▶ [INPUT FOR THIS TASK]
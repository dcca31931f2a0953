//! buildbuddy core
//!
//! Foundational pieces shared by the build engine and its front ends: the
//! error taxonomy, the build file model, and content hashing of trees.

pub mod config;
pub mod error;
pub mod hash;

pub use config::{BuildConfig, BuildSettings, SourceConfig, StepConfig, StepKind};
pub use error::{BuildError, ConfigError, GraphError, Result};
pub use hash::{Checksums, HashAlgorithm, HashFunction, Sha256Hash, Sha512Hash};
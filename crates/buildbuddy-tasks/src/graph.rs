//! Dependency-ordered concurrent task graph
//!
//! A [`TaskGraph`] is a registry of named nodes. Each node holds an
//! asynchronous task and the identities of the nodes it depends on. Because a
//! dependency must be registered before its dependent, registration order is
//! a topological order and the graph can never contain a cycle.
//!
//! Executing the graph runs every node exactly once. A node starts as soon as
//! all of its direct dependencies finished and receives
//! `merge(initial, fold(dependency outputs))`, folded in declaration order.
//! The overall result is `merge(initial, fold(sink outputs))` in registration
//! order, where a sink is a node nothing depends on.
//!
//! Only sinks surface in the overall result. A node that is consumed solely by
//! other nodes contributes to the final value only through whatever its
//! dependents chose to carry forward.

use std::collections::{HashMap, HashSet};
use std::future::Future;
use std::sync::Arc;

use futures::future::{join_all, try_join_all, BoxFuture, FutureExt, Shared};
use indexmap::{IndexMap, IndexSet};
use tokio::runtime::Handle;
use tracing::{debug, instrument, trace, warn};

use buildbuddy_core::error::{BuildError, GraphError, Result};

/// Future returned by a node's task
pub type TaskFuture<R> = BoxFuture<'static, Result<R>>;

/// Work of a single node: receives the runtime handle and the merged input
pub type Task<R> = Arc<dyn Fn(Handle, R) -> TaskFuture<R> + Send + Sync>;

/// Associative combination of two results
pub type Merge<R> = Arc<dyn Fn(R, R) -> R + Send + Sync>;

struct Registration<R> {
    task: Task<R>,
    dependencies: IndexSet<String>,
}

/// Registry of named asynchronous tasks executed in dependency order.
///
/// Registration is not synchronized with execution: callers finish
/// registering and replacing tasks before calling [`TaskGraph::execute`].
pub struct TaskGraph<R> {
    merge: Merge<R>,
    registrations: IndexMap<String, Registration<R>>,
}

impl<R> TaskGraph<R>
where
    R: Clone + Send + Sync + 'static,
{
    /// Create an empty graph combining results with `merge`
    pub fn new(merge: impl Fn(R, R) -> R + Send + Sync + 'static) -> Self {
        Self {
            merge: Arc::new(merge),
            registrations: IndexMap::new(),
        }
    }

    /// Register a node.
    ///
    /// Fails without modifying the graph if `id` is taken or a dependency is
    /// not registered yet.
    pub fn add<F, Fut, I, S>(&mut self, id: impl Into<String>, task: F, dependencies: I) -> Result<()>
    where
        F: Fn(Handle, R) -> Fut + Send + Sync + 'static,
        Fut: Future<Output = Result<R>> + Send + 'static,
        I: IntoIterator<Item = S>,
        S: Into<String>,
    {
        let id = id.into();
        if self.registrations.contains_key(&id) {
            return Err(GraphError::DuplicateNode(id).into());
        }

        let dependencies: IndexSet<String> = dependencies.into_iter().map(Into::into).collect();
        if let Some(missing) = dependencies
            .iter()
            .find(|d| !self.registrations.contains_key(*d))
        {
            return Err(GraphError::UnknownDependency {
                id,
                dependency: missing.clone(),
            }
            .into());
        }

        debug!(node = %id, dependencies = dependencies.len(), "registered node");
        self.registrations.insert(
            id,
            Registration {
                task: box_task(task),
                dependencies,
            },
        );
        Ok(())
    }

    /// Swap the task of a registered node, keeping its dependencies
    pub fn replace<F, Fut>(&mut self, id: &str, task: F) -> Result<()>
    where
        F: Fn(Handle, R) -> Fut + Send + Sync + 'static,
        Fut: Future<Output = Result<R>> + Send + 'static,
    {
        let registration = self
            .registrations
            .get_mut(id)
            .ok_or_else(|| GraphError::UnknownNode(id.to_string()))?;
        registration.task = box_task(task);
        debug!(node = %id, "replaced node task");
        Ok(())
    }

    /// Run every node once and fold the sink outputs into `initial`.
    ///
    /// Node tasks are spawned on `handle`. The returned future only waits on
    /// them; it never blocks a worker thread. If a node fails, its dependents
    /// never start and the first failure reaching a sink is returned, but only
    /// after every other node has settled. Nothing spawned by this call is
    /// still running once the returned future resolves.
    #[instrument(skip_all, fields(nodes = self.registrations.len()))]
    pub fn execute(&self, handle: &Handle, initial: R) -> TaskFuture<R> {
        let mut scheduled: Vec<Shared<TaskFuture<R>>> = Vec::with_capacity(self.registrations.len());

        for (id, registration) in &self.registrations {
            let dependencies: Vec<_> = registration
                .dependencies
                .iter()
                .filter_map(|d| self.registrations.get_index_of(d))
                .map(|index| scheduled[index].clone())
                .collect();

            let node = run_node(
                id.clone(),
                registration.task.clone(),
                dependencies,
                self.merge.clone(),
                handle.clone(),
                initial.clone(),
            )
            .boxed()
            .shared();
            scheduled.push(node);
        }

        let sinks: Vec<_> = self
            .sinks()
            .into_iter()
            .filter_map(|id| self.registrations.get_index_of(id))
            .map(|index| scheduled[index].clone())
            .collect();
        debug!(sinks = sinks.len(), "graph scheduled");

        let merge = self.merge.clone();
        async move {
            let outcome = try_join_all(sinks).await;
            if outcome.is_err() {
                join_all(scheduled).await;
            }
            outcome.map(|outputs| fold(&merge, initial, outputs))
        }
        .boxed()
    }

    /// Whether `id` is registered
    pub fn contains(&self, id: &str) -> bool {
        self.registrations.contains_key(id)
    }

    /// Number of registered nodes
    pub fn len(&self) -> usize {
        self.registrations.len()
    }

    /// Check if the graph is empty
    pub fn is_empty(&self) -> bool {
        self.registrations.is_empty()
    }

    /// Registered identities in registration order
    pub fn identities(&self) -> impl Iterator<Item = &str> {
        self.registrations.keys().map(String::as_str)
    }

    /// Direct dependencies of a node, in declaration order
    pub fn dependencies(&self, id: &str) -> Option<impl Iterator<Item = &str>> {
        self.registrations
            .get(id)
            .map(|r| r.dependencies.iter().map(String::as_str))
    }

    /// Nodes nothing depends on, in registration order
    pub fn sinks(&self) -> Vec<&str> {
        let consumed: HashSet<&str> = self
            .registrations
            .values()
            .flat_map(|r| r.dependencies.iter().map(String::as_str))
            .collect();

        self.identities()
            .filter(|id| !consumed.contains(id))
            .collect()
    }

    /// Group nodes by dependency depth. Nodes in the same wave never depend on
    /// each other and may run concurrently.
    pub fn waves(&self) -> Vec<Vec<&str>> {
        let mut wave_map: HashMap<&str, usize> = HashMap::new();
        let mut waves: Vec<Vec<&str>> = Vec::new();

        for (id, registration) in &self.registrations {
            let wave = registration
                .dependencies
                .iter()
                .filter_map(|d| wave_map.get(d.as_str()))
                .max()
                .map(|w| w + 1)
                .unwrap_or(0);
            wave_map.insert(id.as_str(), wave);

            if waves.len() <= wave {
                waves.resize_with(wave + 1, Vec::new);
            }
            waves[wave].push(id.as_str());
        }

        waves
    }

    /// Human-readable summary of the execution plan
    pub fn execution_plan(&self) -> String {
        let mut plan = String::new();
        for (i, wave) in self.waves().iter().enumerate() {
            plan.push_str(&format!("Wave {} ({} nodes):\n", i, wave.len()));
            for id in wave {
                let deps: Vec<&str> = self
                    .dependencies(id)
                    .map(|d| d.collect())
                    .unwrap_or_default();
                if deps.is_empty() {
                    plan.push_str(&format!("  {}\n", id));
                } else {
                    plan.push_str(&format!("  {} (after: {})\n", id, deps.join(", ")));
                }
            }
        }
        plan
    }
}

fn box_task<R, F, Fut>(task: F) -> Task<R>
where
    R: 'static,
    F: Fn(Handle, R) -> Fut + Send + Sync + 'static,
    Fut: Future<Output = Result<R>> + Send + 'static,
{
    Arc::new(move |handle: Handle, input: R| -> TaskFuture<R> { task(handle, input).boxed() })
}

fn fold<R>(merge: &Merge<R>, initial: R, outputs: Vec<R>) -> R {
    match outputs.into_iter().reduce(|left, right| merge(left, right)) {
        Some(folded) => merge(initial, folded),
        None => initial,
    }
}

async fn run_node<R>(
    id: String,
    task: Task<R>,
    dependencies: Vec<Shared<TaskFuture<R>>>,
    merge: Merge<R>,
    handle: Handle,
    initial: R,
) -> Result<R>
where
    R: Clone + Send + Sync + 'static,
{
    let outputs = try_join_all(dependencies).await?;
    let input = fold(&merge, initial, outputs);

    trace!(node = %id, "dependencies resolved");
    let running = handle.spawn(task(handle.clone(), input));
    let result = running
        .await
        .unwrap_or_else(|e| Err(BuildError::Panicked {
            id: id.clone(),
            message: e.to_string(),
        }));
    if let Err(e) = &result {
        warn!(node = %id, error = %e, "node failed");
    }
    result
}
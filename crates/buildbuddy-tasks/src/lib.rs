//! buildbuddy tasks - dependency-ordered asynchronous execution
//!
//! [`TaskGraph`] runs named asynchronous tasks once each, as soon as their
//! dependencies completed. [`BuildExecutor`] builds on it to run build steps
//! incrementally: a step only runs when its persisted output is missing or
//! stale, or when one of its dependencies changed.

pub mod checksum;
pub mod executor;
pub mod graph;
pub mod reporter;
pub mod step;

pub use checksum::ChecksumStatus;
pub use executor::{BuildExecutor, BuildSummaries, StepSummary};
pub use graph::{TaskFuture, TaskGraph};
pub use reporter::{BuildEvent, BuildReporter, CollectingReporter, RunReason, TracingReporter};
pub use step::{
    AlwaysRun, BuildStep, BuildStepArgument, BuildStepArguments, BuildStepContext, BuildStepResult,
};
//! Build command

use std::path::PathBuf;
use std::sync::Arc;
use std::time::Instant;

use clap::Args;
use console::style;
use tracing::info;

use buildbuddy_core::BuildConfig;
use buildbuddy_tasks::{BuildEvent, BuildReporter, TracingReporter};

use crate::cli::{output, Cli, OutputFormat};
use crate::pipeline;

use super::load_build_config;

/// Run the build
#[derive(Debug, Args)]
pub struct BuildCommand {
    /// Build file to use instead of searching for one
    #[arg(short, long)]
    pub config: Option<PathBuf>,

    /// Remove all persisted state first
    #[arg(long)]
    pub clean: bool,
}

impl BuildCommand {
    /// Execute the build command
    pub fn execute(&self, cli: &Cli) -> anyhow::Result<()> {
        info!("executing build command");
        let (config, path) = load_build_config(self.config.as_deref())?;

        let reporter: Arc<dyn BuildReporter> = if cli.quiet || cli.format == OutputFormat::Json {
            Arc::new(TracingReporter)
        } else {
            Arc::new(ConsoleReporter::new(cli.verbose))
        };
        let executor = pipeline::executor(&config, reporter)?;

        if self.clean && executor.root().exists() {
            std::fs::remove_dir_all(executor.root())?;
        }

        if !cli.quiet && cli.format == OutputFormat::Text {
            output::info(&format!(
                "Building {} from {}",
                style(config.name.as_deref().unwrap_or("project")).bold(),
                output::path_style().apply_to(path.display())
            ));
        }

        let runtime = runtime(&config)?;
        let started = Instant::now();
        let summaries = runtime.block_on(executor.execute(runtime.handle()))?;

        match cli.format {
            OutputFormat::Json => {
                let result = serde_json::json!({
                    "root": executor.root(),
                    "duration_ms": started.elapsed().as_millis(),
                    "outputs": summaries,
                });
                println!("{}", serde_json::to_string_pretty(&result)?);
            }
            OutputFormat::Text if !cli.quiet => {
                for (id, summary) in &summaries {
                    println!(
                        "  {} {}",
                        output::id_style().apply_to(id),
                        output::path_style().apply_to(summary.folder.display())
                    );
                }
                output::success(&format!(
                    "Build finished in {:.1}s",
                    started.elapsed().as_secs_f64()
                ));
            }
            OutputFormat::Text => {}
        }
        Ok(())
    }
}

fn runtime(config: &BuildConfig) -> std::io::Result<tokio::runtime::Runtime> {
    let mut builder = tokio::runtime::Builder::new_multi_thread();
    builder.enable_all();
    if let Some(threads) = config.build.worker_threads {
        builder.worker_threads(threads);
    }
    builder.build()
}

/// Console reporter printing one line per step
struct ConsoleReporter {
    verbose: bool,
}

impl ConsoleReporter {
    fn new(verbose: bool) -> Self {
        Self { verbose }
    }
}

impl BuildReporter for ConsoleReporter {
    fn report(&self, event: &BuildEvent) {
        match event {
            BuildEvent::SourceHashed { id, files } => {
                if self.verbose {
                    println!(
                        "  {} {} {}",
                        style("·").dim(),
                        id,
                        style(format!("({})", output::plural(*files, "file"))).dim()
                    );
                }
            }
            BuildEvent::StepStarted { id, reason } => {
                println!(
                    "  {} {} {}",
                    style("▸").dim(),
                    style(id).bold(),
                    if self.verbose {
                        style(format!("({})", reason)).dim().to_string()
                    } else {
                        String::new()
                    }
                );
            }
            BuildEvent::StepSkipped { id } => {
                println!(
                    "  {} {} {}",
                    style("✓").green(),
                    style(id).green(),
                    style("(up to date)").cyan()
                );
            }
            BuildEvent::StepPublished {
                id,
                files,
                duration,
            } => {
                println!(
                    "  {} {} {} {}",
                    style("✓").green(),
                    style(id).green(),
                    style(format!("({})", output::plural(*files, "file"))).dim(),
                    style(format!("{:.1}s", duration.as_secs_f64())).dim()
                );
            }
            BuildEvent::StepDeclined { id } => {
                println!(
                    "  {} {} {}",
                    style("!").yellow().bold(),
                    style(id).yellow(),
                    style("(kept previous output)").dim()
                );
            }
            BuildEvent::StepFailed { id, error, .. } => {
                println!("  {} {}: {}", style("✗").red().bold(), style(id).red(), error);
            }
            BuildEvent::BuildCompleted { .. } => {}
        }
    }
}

---

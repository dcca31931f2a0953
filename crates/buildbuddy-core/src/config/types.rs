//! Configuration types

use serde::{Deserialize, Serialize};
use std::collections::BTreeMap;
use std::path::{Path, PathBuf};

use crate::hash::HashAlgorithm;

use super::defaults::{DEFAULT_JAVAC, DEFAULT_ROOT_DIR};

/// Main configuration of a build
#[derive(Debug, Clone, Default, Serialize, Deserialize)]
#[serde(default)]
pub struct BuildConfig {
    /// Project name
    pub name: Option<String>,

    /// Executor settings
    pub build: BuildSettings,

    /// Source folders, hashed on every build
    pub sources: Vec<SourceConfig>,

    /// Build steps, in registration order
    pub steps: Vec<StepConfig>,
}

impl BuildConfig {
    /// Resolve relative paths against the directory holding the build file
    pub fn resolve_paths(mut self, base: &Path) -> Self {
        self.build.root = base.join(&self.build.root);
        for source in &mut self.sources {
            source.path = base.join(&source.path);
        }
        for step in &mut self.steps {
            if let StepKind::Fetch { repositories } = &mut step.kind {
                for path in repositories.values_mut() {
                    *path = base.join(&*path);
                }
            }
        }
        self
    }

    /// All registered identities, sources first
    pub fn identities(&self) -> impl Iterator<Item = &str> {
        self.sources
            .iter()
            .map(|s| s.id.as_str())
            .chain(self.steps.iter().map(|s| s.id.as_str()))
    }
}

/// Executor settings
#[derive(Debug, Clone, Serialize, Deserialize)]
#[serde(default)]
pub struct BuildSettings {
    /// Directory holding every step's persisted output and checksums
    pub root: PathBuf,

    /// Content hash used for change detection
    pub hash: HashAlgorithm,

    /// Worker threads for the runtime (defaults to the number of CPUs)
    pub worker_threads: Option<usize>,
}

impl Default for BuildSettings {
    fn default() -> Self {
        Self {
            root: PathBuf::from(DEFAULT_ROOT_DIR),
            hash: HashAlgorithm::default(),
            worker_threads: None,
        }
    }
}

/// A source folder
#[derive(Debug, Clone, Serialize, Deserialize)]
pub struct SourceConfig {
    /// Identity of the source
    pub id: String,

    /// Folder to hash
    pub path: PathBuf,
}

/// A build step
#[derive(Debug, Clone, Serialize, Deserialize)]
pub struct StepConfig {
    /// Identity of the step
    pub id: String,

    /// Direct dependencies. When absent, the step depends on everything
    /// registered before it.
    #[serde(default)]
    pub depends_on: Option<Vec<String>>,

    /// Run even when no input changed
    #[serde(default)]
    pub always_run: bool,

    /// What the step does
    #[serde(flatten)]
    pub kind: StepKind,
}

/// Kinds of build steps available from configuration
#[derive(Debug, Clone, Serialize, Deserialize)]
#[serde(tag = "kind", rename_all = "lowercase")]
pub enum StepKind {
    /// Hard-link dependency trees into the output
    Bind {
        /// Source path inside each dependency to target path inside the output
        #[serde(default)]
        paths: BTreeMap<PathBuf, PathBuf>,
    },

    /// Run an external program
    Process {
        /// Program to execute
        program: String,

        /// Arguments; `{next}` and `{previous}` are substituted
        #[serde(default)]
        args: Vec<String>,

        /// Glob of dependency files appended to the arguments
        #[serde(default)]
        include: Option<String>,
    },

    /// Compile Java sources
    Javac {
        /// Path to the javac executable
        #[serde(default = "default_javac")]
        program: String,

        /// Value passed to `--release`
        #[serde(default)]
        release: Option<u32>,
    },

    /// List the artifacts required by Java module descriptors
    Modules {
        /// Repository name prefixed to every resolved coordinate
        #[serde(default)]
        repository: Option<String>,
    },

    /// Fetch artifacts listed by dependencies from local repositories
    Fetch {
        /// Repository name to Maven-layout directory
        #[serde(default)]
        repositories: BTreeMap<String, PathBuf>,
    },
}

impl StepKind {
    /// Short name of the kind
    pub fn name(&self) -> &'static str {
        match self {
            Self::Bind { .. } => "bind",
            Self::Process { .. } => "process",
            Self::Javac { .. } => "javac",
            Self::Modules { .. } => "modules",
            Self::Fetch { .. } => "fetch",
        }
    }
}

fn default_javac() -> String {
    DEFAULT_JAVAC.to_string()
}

▶ [EXERCISE GOAL] From the entries, find how many lines contain "BoxFuture" and give the number alone.

▶ [THE ANSWER] 2